(CNN) Members of the White House coronavirus task force are praising a move by Twitter removing a misleading tweet from top Trump adviser Dr. Scott Atlas that told Americans masks don't work.
The tweet's removal was a "relief" among some task force members, Dr. Deborah Birx told friends over the weekend, according to a source with knowledge of the conversation.
Atlas, a neuroradiologist and President Donald Trump's hand-picked coronavirus adviser, had undermined the importance of face masks with misinformation in a Saturday Twitter post.
"Masks work? NO," Atlas wrote, followed by a series of misrepresentations about the science behind the effectiveness of masks in combating the pandemic.
The tweet and its subsequent removal comes as coronavirus cases spike across the US and other members of the task force have taken to the airwaves to urge Americans to heed basic mitigation strategies, including mask usage and social distancing.
According to the Washington Post, Birx recently confronted Vice President Mike Pence's office about Atlas, saying during a meeting "that she does not trust Atlas, does not believe he is giving Trump sound advice and wants him removed from the task force."
Sources have also told CNN that Birx has told friends fighting the virus is "hard enough (without Atlas)."
She suggested the task force is frustrated by Atlas' ability to find obscure information, label it as data and "present (it) to the President as scientific evidence," an almost insurmountable challenge.
"If he likes the sound of it, he believes it," Birx has said of Trump.
Representatives from the coronavirus task force did not respond to CNN's request for comment.

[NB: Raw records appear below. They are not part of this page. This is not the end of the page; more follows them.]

//! Scene contents: lights and the fitted model.

use nalgebra::{Matrix4, Point3, Rotation3, Vector3};

use super::bounds::Aabb;
use super::loader::ModelStats;

/// Linear RGB color with components in `0.0..=1.0`.
#[derive(Debug, Clone, Copy, PartialEq)]
pub struct Color {
    pub r: f32,
    pub g: f32,
    pub b: f32,
}

impl Color {
    pub const WHITE: Color = Color { r: 1.0, g: 1.0, b: 1.0 };
    pub const BLACK: Color = Color { r: 0.0, g: 0.0, b: 0.0 };

    /// From a `0xRRGGBB` value.
    pub fn from_hex(hex: u32) -> Self {
        let channel = |shift: u32| ((hex >> shift) & 0xff) as f32 / 255.0;
        Self {
            r: channel(16),
            g: channel(8),
            b: channel(0),
        }
    }
}

#[derive(Debug, Clone, PartialEq)]
pub enum Light {
    /// Uniform light from every direction.
    Ambient { color: Color, intensity: f32 },
    /// Parallel light shining from `position` towards the origin.
    Directional {
        color: Color,
        intensity: f32,
        position: Point3<f32>,
    },
}

/// A soft white fill plus a white key light and two colored rim lights.
pub fn default_lighting() -> Vec<Light> {
    vec![
        Light::Ambient {
            color: Color::WHITE,
            intensity: 0.5,
        },
        Light::Directional {
            color: Color::WHITE,
            intensity: 3.0,
            position: Point3::new(1.0, 1.0, 1.0),
        },
        Light::Directional {
            color: Color::from_hex(0xc054ff),
            intensity: 2.0,
            position: Point3::new(-1.0, -1.0, -1.0),
        },
        Light::Directional {
            color: Color::from_hex(0x5271ff),
            intensity: 2.0,
            position: Point3::new(0.0, 1.0, -1.0),
        },
    ]
}

/// Placement of the loaded model in the scene: scale, then yaw, then translate.
#[derive(Debug, Clone, Copy, PartialEq)]
pub struct ModelTransform {
    pub translation: Vector3<f32>,
    pub scale: f32,
    pub rotation_y: f32,
}

impl Default for ModelTransform {
    fn default() -> Self {
        Self {
            translation: Vector3::zeros(),
            scale: 1.0,
            rotation_y: 0.0,
        }
    }
}

impl ModelTransform {
    pub fn matrix(&self) -> Matrix4<f32> {
        Matrix4::new_translation(&self.translation)
            * Rotation3::from_axis_angle(&Vector3::y_axis(), self.rotation_y).to_homogeneous()
            * Matrix4::new_scaling(self.scale)
    }
}

/// How a loaded model is framed in the viewport.
#[derive(Debug, Clone, Copy, PartialEq)]
pub struct FitOptions {
    /// Scene units the largest model dimension is scaled to.
    pub size: f32,
    /// Lift applied on +Y after centering.
    pub vertical_offset: f32,
    /// Yaw (radians) applied after scaling.
    pub rotation_y: f32,
}

impl Default for FitOptions {
    fn default() -> Self {
        Self {
            size: 2.0,
            vertical_offset: 0.5,
            rotation_y: std::f32::consts::PI * 0.01,
        }
    }
}

/// Center the model's bounding box on the origin and scale it uniformly so
/// its largest dimension spans `fit.size` scene units.
///
/// A degenerate box (largest dimension zero) keeps a scale of 1.
pub fn fit_to_viewport(bounds: &Aabb, fit: &FitOptions) -> ModelTransform {
    let max_dim = bounds.max_extent();
    let scale = if max_dim > f32::EPSILON {
        fit.size / max_dim
    } else {
        1.0
    };

    let rotation = Rotation3::from_axis_angle(&Vector3::y_axis(), fit.rotation_y);
    let center = if bounds.is_empty() {
        Vector3::zeros()
    } else {
        bounds.center().coords
    };
    let translation = -(rotation * (center * scale)) + Vector3::new(0.0, fit.vertical_offset, 0.0);

    ModelTransform {
        translation,
        scale,
        rotation_y: fit.rotation_y,
    }
}

/// A model placed in the scene.
#[derive(Debug, Clone, PartialEq)]
pub struct SceneModel {
    pub label: String,
    /// Bounds in the model's own coordinates, before fitting.
    pub bounds: Aabb,
    pub transform: ModelTransform,
    pub stats: ModelStats,
}

impl SceneModel {
    /// Bounds after the fit transform.
    pub fn world_bounds(&self) -> Aabb {
        self.bounds.transformed(&self.transform.matrix())
    }
}

#[derive(Debug, Clone, PartialEq)]
pub struct Scene {
    /// `None` renders a transparent background.
    pub background: Option<Color>,
    lights: Vec<Light>,
    model: Option<SceneModel>,
}

impl Default for Scene {
    fn default() -> Self {
        Self::new()
    }
}

impl Scene {
    /// An empty scene with a transparent background and no lights.
    pub fn new() -> Self {
        Self {
            background: None,
            lights: Vec::new(),
            model: None,
        }
    }

    pub fn with_default_lighting() -> Self {
        let mut scene = Self::new();
        scene.lights = default_lighting();
        scene
    }

    pub fn add_light(&mut self, light: Light) {
        self.lights.push(light);
    }

    pub fn lights(&self) -> &[Light] {
        &self.lights
    }

    pub fn set_model(&mut self, model: SceneModel) {
        self.model = Some(model);
    }

    pub fn clear_model(&mut self) -> Option<SceneModel> {
        self.model.take()
    }

    pub fn model(&self) -> Option<&SceneModel> {
        self.model.as_ref()
    }
}

#[cfg(test)]
mod tests {
    use super::*;
    use approx::assert_relative_eq;

    fn no_offset() -> FitOptions {
        FitOptions {
            size: 2.0,
            vertical_offset: 0.0,
            rotation_y: 0.0,
        }
    }

    #[test]
    fn test_color_from_hex() {
        let c = Color::from_hex(0xc054ff);
        assert_relative_eq!(c.r, 192.0 / 255.0);
        assert_relative_eq!(c.g, 84.0 / 255.0);
        assert_relative_eq!(c.b, 1.0);
    }

    #[test]
    fn test_default_lighting_rig() {
        let scene = Scene::with_default_lighting();
        assert_eq!(scene.lights().len(), 4);
        assert!(matches!(scene.lights()[0], Light::Ambient { intensity, .. } if intensity == 0.5));
        let directional = scene
            .lights()
            .iter()
            .filter(|l| matches!(l, Light::Directional { .. }))
            .count();
        assert_eq!(directional, 3);
        assert!(scene.background.is_none());
    }

    #[test]
    fn test_fit_scales_largest_dimension_to_two() {
        let bounds = Aabb::new(Point3::new(0.0, 0.0, 0.0), Point3::new(8.0, 2.0, 4.0));
        let transform = fit_to_viewport(&bounds, &no_offset());
        assert_relative_eq!(transform.scale, 2.0 / 8.0);
    }

    #[test]
    fn test_fit_centers_model() {
        let bounds = Aabb::new(Point3::new(10.0, -4.0, 2.0), Point3::new(14.0, 0.0, 3.0));
        let transform = fit_to_viewport(&bounds, &no_offset());
        let fitted = bounds.transformed(&transform.matrix());

        assert_relative_eq!(fitted.center().coords, Vector3::zeros(), epsilon = 1e-5);
        assert_relative_eq!(fitted.max_extent(), 2.0, epsilon = 1e-5);
    }

    #[test]
    fn test_fit_with_lift_and_yaw_keeps_center_on_axis() {
        let bounds = Aabb::new(Point3::new(1.0, 1.0, 1.0), Point3::new(3.0, 2.0, 2.0));
        let fit = FitOptions::default();
        let transform = fit_to_viewport(&bounds, &fit);

        let center = transform.matrix().transform_point(&bounds.center());
        assert_relative_eq!(center.x, 0.0, epsilon = 1e-5);
        assert_relative_eq!(center.y, 0.5, epsilon = 1e-5);
        assert_relative_eq!(center.z, 0.0, epsilon = 1e-5);
    }

    #[test]
    fn test_fit_degenerate_box_keeps_unit_scale() {
        let point = Aabb::new(Point3::new(1.0, 1.0, 1.0), Point3::new(1.0, 1.0, 1.0));
        assert_eq!(fit_to_viewport(&point, &no_offset()).scale, 1.0);
        assert_eq!(fit_to_viewport(&Aabb::empty(), &no_offset()).scale, 1.0);
    }
}
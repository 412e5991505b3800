//! Runtime configuration.
//!
//! Read from `<config_dir>/snapcad/config.toml` when present. Every field has
//! a default, so an empty or missing file is a valid configuration.

use std::path::{Path, PathBuf};

use serde::{Deserialize, Serialize};
use tracing::{info, warn};

use crate::error::SnapcadError;
use crate::viewer::ViewerOptions;

/// Environment variable that overrides `api.base_url`.
pub const API_URL_ENV: &str = "SNAPCAD_API_URL";

const CONFIG_FILE: &str = "config.toml";

#[derive(Debug, Clone, Default, PartialEq, Serialize, Deserialize)]
#[serde(default)]
pub struct SnapcadConfig {
    pub api: ApiConfig,
    pub viewer: ViewerOptions,
    pub server: ServerConfig,
    /// Where downloaded models are saved. Defaults to the platform download dir.
    pub download_dir: Option<PathBuf>,
}

/// Location of the remote generation service.
#[derive(Debug, Clone, PartialEq, Eq, Serialize, Deserialize)]
#[serde(default)]
pub struct ApiConfig {
    pub base_url: String,
}

impl Default for ApiConfig {
    fn default() -> Self {
        Self {
            base_url: "http://localhost:5500".to_string(),
        }
    }
}

impl ApiConfig {
    pub fn new(base_url: impl Into<String>) -> Self {
        Self {
            base_url: base_url.into(),
        }
    }
}

#[derive(Debug, Clone, PartialEq, Eq, Serialize, Deserialize)]
#[serde(default)]
pub struct ServerConfig {
    pub bind: String,
    /// GLB served by the static generator. The built-in demo box when unset.
    pub demo_asset: Option<PathBuf>,
    /// Upstream `/generate3d` service to relay to instead of serving a static asset.
    pub upstream: Option<String>,
}

impl Default for ServerConfig {
    fn default() -> Self {
        Self {
            bind: "0.0.0.0:5500".to_string(),
            demo_asset: None,
            upstream: None,
        }
    }
}

impl SnapcadConfig {
    /// Parse a config file, then apply environment overrides.
    pub fn load(path: &Path) -> Result<Self, SnapcadError> {
        let content = std::fs::read_to_string(path)
            .map_err(|e| SnapcadError::Config(format!("Failed to read {:?}: {}", path, e)))?;
        let mut config = Self::from_toml(&content)?;
        config.apply_env_overrides();
        info!("Loaded config from {:?}", path);
        Ok(config)
    }

    /// Load the per-user config file, falling back to defaults when it does
    /// not exist.
    pub fn load_default() -> Result<Self, SnapcadError> {
        match default_config_path() {
            Some(path) if path.exists() => Self::load(&path),
            _ => {
                let mut config = Self::default();
                config.apply_env_overrides();
                Ok(config)
            }
        }
    }

    /// Parse and validate a config document.
    pub fn from_toml(content: &str) -> Result<Self, SnapcadError> {
        let config: Self = toml::from_str(content).map_err(|e| SnapcadError::Config(e.to_string()))?;
        config.viewer.validate()?;
        Ok(config)
    }

    pub fn apply_env_overrides(&mut self) {
        if let Ok(url) = std::env::var(API_URL_ENV) {
            self.apply_api_url_override(Some(url));
        }
    }

    fn apply_api_url_override(&mut self, value: Option<String>) {
        match value.map(|v| v.trim().to_string()) {
            Some(url) if !url.is_empty() => {
                info!("Using API base URL from {}: {}", API_URL_ENV, url);
                self.api.base_url = url;
            }
            Some(_) => warn!("{} is set but empty, ignoring", API_URL_ENV),
            None => {}
        }
    }

    /// Directory for the download action.
    pub fn resolved_download_dir(&self) -> PathBuf {
        self.download_dir
            .clone()
            .or_else(dirs::download_dir)
            .or_else(|| dirs::home_dir().map(|h| h.join("Downloads")))
            .unwrap_or_else(|| PathBuf::from("."))
    }
}

pub fn default_config_path() -> Option<PathBuf> {
    dirs::config_dir().map(|d| d.join("snapcad").join(CONFIG_FILE))
}
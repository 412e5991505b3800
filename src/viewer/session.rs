//! One viewer bound to one container and one model.

use std::fmt;
use std::ops::ControlFlow;
use std::sync::{Arc, Mutex, MutexGuard, PoisonError, Weak};
use std::time::Duration;

use nalgebra::Point3;
use tokio::sync::watch;
use tokio::task::JoinHandle;
use tracing::{debug, error, info};

use super::camera::PerspectiveCamera;
use super::controls::OrbitControls;
use super::frame_loop::FrameLoop;
use super::loader::{self, LoadedModel, ModelSource};
use super::scene::{fit_to_viewport, FitOptions, ModelTransform, Scene, SceneModel};
use super::surface::{Container, RenderBackend, Renderer, RendererSettings, Size, SurfaceId};
use super::{ViewerError, ViewerOptions};

#[derive(Debug, Clone, PartialEq)]
pub enum ViewerStatus {
    /// Set up and waiting for the model.
    Loading,
    /// Model placed; the render loop is running.
    Ready,
    /// The model could not be loaded. Nothing is rendered.
    Failed(String),
    Disposed,
}

impl fmt::Display for ViewerStatus {
    fn fmt(&self, f: &mut fmt::Formatter<'_>) -> fmt::Result {
        match self {
            ViewerStatus::Loading => write!(f, "loading"),
            ViewerStatus::Ready => write!(f, "ready"),
            ViewerStatus::Failed(reason) => write!(f, "failed: {}", reason),
            ViewerStatus::Disposed => write!(f, "disposed"),
        }
    }
}

/// State shared by the session owner, the load task and the render loop.
struct SessionCore {
    status: ViewerStatus,
    status_tx: watch::Sender<ViewerStatus>,
    scene: Scene,
    camera: PerspectiveCamera,
    controls: OrbitControls,
    renderer: Box<dyn Renderer>,
    frame_loop: Option<FrameLoop>,
    fit: FitOptions,
    frame_period: Duration,
}

impl SessionCore {
    fn set_status(&mut self, status: ViewerStatus) {
        debug!("Viewer status: {} -> {}", self.status, status);
        self.status = status.clone();
        self.status_tx.send_replace(status);
    }

    fn finish_load(&mut self, label: String, result: Result<LoadedModel, ViewerError>, this: Weak<Mutex<SessionCore>>) {
        if self.status != ViewerStatus::Loading {
            debug!("Discarding load result for {}: session is {}", label, self.status);
            return;
        }

        match result {
            Ok(model) => {
                let transform = fit_to_viewport(&model.bounds, &self.fit);
                info!(
                    "Model {} ready (scale {:.4}, {} triangles)",
                    label, transform.scale, model.stats.triangle_count
                );
                self.scene.set_model(SceneModel {
                    label,
                    bounds: model.bounds,
                    transform,
                    stats: model.stats,
                });
                self.set_status(ViewerStatus::Ready);
                self.frame_loop = Some(FrameLoop::start(self.frame_period, move || render_frame(&this)));
            }
            Err(e) => {
                error!("{}", e);
                self.set_status(ViewerStatus::Failed(e.to_string()));
            }
        }
    }

    /// A render loop that stopped on its own while `Ready` has died: report it.
    fn check_frame_loop(&mut self) {
        if self.status != ViewerStatus::Ready {
            return;
        }
        if self.frame_loop.as_ref().is_some_and(|frames| !frames.is_running()) {
            error!("Render loop stopped unexpectedly");
            self.frame_loop = None;
            self.set_status(ViewerStatus::Failed("render loop stopped unexpectedly".to_string()));
        }
    }

    /// Draw, then advance the controls.
    fn render(&mut self) {
        let SessionCore {
            scene,
            camera,
            controls,
            renderer,
            ..
        } = self;
        renderer.render(scene, camera);
        controls.update(camera);
    }
}

fn render_frame(core: &Weak<Mutex<SessionCore>>) -> ControlFlow<()> {
    let Some(shared) = core.upgrade() else {
        return ControlFlow::Break(());
    };
    let mut guard = shared.lock().unwrap_or_else(PoisonError::into_inner);
    if guard.status != ViewerStatus::Ready {
        return ControlFlow::Break(());
    }
    guard.render();
    ControlFlow::Continue(())
}

/// A live viewer.
///
/// Mounting sets up the scene synchronously and starts loading the model in
/// the background; the render loop starts once the model is placed. The
/// session's surface stays attached to the container until
/// [`dispose`](Self::dispose), which also runs on drop.
pub struct ViewerSession {
    core: Arc<Mutex<SessionCore>>,
    status_rx: watch::Receiver<ViewerStatus>,
    load_task: Option<JoinHandle<()>>,
    container: Arc<dyn Container>,
    surface: SurfaceId,
    source: ModelSource,
}

impl ViewerSession {
    /// Mount a viewer for `source` into `container`.
    ///
    /// Must be called from within a tokio runtime.
    pub fn mount(
        container: Arc<dyn Container>,
        backend: &dyn RenderBackend,
        source: ModelSource,
        options: &ViewerOptions,
        http: reqwest::Client,
    ) -> Result<Self, ViewerError> {
        options.validate()?;
        let size = container.client_size();
        if size.is_empty() {
            return Err(ViewerError::InvalidContainer {
                width: size.width,
                height: size.height,
            });
        }

        let mut camera = PerspectiveCamera::new(options.fov_degrees, size.aspect(), options.near, options.far);
        camera.set_position(Point3::new(0.0, 0.0, options.camera_distance));
        camera.look_at(Point3::origin());

        let renderer = backend.create_renderer(size, &RendererSettings::default());
        let surface = renderer.surface_id();
        container.append_surface(surface);

        let (status_tx, status_rx) = watch::channel(ViewerStatus::Loading);
        let core = Arc::new(Mutex::new(SessionCore {
            status: ViewerStatus::Loading,
            status_tx,
            scene: Scene::with_default_lighting(),
            camera,
            controls: OrbitControls::new(options),
            renderer,
            frame_loop: None,
            fit: options.fit_options(),
            frame_period: options.frame_period(),
        }));

        info!("Viewer mounted at {}x{}, loading {}", size.width, size.height, source);

        let weak = Arc::downgrade(&core);
        let load_source = source.clone();
        let load_task = tokio::spawn(async move {
            let result = loader::load_model(&load_source, &http).await;
            let Some(shared) = weak.upgrade() else {
                return;
            };
            let mut guard = shared.lock().unwrap_or_else(PoisonError::into_inner);
            guard.finish_load(load_source.label(), result, Arc::downgrade(&shared));
        });

        Ok(Self {
            core,
            status_rx,
            load_task: Some(load_task),
            container,
            surface,
            source,
        })
    }

    fn lock(&self) -> MutexGuard<'_, SessionCore> {
        self.core.lock().unwrap_or_else(PoisonError::into_inner)
    }

    /// Stop rendering, abort an unfinished load, detach the surface and
    /// release the controls. Safe to call more than once.
    pub fn dispose(&mut self) {
        {
            let mut core = self.lock();
            if core.status == ViewerStatus::Disposed {
                return;
            }
            if let Some(frames) = core.frame_loop.take() {
                frames.cancel();
            }
            core.controls.dispose();
            core.scene.clear_model();
            core.set_status(ViewerStatus::Disposed);
        }

        if let Some(task) = self.load_task.take() {
            task.abort();
        }
        self.container.remove_surface(self.surface);
        info!("Viewer for {} disposed", self.source);
    }

    /// Follow the container's current size. Zero-area sizes are ignored.
    pub fn handle_resize(&self) {
        let size = self.container.client_size();
        if size.is_empty() {
            debug!("Ignoring resize to {}x{}", size.width, size.height);
            return;
        }
        let mut core = self.lock();
        if core.status == ViewerStatus::Disposed {
            return;
        }
        core.camera.set_aspect(size.aspect());
        core.renderer.set_size(size);
    }

    /// Pointer drag over the surface, in pixels.
    pub fn pointer_drag(&self, dx: f32, dy: f32) {
        let mut core = self.lock();
        let height = core.renderer.size().height;
        core.controls.handle_pointer_drag(dx, dy, height);
    }

    pub fn wheel(&self, delta_y: f32) {
        self.lock().controls.handle_wheel(delta_y);
    }

    pub fn status(&self) -> ViewerStatus {
        let mut core = self.lock();
        core.check_frame_loop();
        core.status.clone()
    }

    /// Wait until the session leaves `Loading` and return the new status.
    pub async fn wait_until_settled(&self) -> ViewerStatus {
        let mut rx = self.status_rx.clone();
        let settled = rx
            .wait_for(|status| *status != ViewerStatus::Loading)
            .await
            .map(|status| status.clone());
        match settled {
            Ok(status) => status,
            Err(_) => self.status(),
        }
    }

    pub fn source(&self) -> &ModelSource {
        &self.source
    }

    pub fn surface_id(&self) -> SurfaceId {
        self.surface
    }

    /// The placed model, once loaded.
    pub fn model(&self) -> Option<SceneModel> {
        self.lock().scene.model().cloned()
    }

    pub fn model_transform(&self) -> Option<ModelTransform> {
        self.lock().scene.model().map(|m| m.transform)
    }

    pub fn renderer_size(&self) -> Size {
        self.lock().renderer.size()
    }

    pub fn camera(&self) -> PerspectiveCamera {
        self.lock().camera.clone()
    }

    pub fn is_frame_loop_running(&self) -> bool {
        let mut core = self.lock();
        core.check_frame_loop();
        core.frame_loop.as_ref().is_some_and(FrameLoop::is_running)
    }
}

impl fmt::Debug for ViewerSession {
    fn fmt(&self, f: &mut fmt::Formatter<'_>) -> fmt::Result {
        f.debug_struct("ViewerSession")
            .field("source", &self.source)
            .field("surface", &self.surface)
            .field("status", &self.status())
            .finish()
    }
}

impl Drop for ViewerSession {
    fn drop(&mut self) {
        self.dispose();
    }
}

#[cfg(test)]
mod tests {
    use super::*;
    use crate::artifact::ModelArtifact;
    use crate::viewer::demo::demo_model_glb;
    use crate::viewer::headless::{HeadlessBackend, HeadlessContainer};

    fn mount(container: Arc<HeadlessContainer>, backend: &HeadlessBackend, source: ModelSource) -> ViewerSession {
        ViewerSession::mount(
            container,
            backend,
            source,
            &ViewerOptions::default(),
            reqwest::Client::new(),
        )
        .unwrap()
    }

    #[tokio::test]
    async fn test_mount_sets_up_camera() {
        let container = Arc::new(HeadlessContainer::new(800, 400));
        let backend = HeadlessBackend::new();
        let session = mount(container.clone(), &backend, ModelArtifact::new(demo_model_glb()).into());

        let camera = session.camera();
        assert_eq!(camera.aspect, 2.0);
        assert_eq!(camera.fov_degrees, 45.0);
        assert_eq!(camera.position(), Point3::new(0.0, 0.0, 4.0));
        assert_eq!(container.surfaces(), vec![session.surface_id()]);
    }

    #[tokio::test]
    async fn test_ready_starts_render_loop() {
        let container = Arc::new(HeadlessContainer::new(640, 480));
        let backend = HeadlessBackend::new();
        let session = mount(container, &backend, ModelArtifact::new(demo_model_glb()).into());

        assert_eq!(session.wait_until_settled().await, ViewerStatus::Ready);
        assert!(session.is_frame_loop_running());
        assert!(session.model().is_some());
    }

    #[tokio::test]
    async fn test_failed_load_does_not_render() {
        let container = Arc::new(HeadlessContainer::new(640, 480));
        let backend = HeadlessBackend::new();
        let session = mount(container, &backend, ModelArtifact::new(b"nope".to_vec()).into());

        let status = session.wait_until_settled().await;
        assert!(matches!(status, ViewerStatus::Failed(_)), "{:?}", status);
        assert!(!session.is_frame_loop_running());
        assert_eq!(backend.stats().frames(), 0);
    }

    #[tokio::test]
    async fn test_rejects_invalid_options_before_mounting() {
        let container = Arc::new(HeadlessContainer::new(640, 480));
        let backend = HeadlessBackend::new();
        let options = ViewerOptions {
            near: 5.0,
            far: 5.0,
            ..ViewerOptions::default()
        };
        let err = ViewerSession::mount(
            container.clone(),
            &backend,
            ModelArtifact::new(demo_model_glb()).into(),
            &options,
            reqwest::Client::new(),
        )
        .unwrap_err();
        assert!(matches!(err, ViewerError::InvalidOptions { option: "far", .. }), "{:?}", err);
        assert!(container.surfaces().is_empty());
    }

    #[tokio::test]
    async fn test_dead_render_loop_is_not_ready() {
        let container = Arc::new(HeadlessContainer::new(640, 480));
        let backend = HeadlessBackend::new();
        let session = mount(container, &backend, ModelArtifact::new(demo_model_glb()).into());
        assert_eq!(session.wait_until_settled().await, ViewerStatus::Ready);

        // An inverted distance range makes the next controls update panic.
        {
            let mut core = session.lock();
            core.controls.min_distance = 5.0;
            core.controls.max_distance = 2.0;
        }
        tokio::time::sleep(Duration::from_millis(100)).await;

        assert!(!session.is_frame_loop_running());
        assert!(matches!(session.status(), ViewerStatus::Failed(_)), "{:?}", session.status());
    }

    #[tokio::test]
    async fn test_dispose_is_idempotent() {
        let container = Arc::new(HeadlessContainer::new(640, 480));
        let backend = HeadlessBackend::new();
        let mut session = mount(container.clone(), &backend, ModelArtifact::new(demo_model_glb()).into());

        session.dispose();
        session.dispose();
        assert_eq!(session.status(), ViewerStatus::Disposed);
        assert!(container.surfaces().is_empty());
    }
}
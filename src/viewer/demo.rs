//! Procedural GLB assets.
//!
//! The static demo model is a box built in code, so the demo page and the
//! demo generation service work without any asset on disk.

use serde_json::json;

const GLB_MAGIC: &[u8; 4] = b"glTF";
const GLB_VERSION: u32 = 2;
const CHUNK_JSON: u32 = 0x4E4F_534A;
const CHUNK_BIN: u32 = 0x004E_4942;

const ARRAY_BUFFER: u32 = 34962;
const ELEMENT_ARRAY_BUFFER: u32 = 34963;
const FLOAT: u32 = 5126;
const UNSIGNED_SHORT: u32 = 5123;

/// Quads of the box as corner indices; corner `i` takes max x/y/z when bit 0/1/2 is set.
const BOX_FACES: [[u16; 4]; 6] = [
    [0, 4, 6, 2],
    [1, 3, 7, 5],
    [0, 1, 5, 4],
    [2, 6, 7, 3],
    [0, 2, 3, 1],
    [4, 5, 7, 6],
];

/// The demo model: a 1.6 x 1.0 x 1.2 box resting on the origin.
pub fn demo_model_glb() -> Vec<u8> {
    box_glb([0.0, 0.0, 0.0], [1.6, 1.0, 1.2], [0.0, 0.0, 0.0])
}

/// A GLB holding one box mesh spanning `min..max`, under a node translated by `translation`.
pub fn box_glb(min: [f32; 3], max: [f32; 3], translation: [f32; 3]) -> Vec<u8> {
    let mut bin = Vec::with_capacity(8 * 12 + 36 * 2);
    for corner in 0..8u8 {
        for axis in 0..3 {
            let value = if corner & (1 << axis) != 0 { max[axis] } else { min[axis] };
            bin.extend_from_slice(&value.to_le_bytes());
        }
    }
    let positions_len = bin.len();

    for [a, b, c, d] in BOX_FACES {
        for index in [a, b, c, a, c, d] {
            bin.extend_from_slice(&index.to_le_bytes());
        }
    }
    let indices_len = bin.len() - positions_len;

    let document = json!({
        "asset": { "version": "2.0", "generator": "snapcad" },
        "scene": 0,
        "scenes": [{ "nodes": [0] }],
        "nodes": [{ "name": "box", "mesh": 0, "translation": translation }],
        "meshes": [{
            "primitives": [{ "attributes": { "POSITION": 0 }, "indices": 1 }]
        }],
        "accessors": [
            {
                "bufferView": 0,
                "componentType": FLOAT,
                "count": 8,
                "type": "VEC3",
                "min": min,
                "max": max
            },
            {
                "bufferView": 1,
                "componentType": UNSIGNED_SHORT,
                "count": 36,
                "type": "SCALAR"
            }
        ],
        "bufferViews": [
            { "buffer": 0, "byteOffset": 0, "byteLength": positions_len, "target": ARRAY_BUFFER },
            { "buffer": 0, "byteOffset": positions_len, "byteLength": indices_len, "target": ELEMENT_ARRAY_BUFFER }
        ],
        "buffers": [{ "byteLength": bin.len() }]
    });

    encode_glb(document.to_string().into_bytes(), bin)
}

/// Pack a JSON document and binary buffer into the GLB container.
fn encode_glb(mut json: Vec<u8>, mut bin: Vec<u8>) -> Vec<u8> {
    while json.len() % 4 != 0 {
        json.push(b' ');
    }
    while bin.len() % 4 != 0 {
        bin.push(0);
    }

    let total = 12 + 8 + json.len() + 8 + bin.len();
    let mut out = Vec::with_capacity(total);
    out.extend_from_slice(GLB_MAGIC);
    out.extend_from_slice(&GLB_VERSION.to_le_bytes());
    out.extend_from_slice(&(total as u32).to_le_bytes());

    out.extend_from_slice(&(json.len() as u32).to_le_bytes());
    out.extend_from_slice(&CHUNK_JSON.to_le_bytes());
    out.extend_from_slice(&json);

    out.extend_from_slice(&(bin.len() as u32).to_le_bytes());
    out.extend_from_slice(&CHUNK_BIN.to_le_bytes());
    out.extend_from_slice(&bin);
    out
}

Atlas has emerged as a key influence on the President in recent weeks as the task force and its key public health experts have been swept aside by politics and competing interests.
Task force officials haven't briefed reporters at the White House in weeks, though the group continues to consistently brief the nation's governors and provide states with weekly reports and recommendations. Those recommendations, however, go largely unheeded by the President as he travels across the country holding packed rallies ahead of the election.
According to Twitter, the policy Atlas violated with his weekend tweet prohibits sharing false or misleading content related to Covid-19 that could lead to harm.
The message pushed by the controversial neuroradiologist also goes against guidance from the US Centers for Disease Control and Prevention, which recommends people wear masks in public settings and when around people who don't live in their household, especially when other social distancing measures are difficult to maintain.
Atlas has also advocated internally for a herd immunity strategy to combat the pandemic, the idea of allowing the virus to circulate freely. Though he has explicitly denied that he is pushing a herd immunity strategy, an administration official has previously told CNN all of the policies Atlas has pushed for are in the vein of a herd immunity strategy.
Atlas has rejected the need for widespread community testing, arguing that the administration should focus almost exclusively on protecting and testing elderly populations while pushing for the rest of the economy to return to normal, this official said.
"Everything he says and does points toward herd immunity," the senior administration official said.
Many public health experts, including World Health Organization Director-General Tedros Adhanom Ghebreyesus, have warned that the "herd immunity" approach is dangerous.
"Allowing a dangerous virus that we don't fully understand to run free is simply unethical," Tedros said during a briefing on Monday. "It's not an option."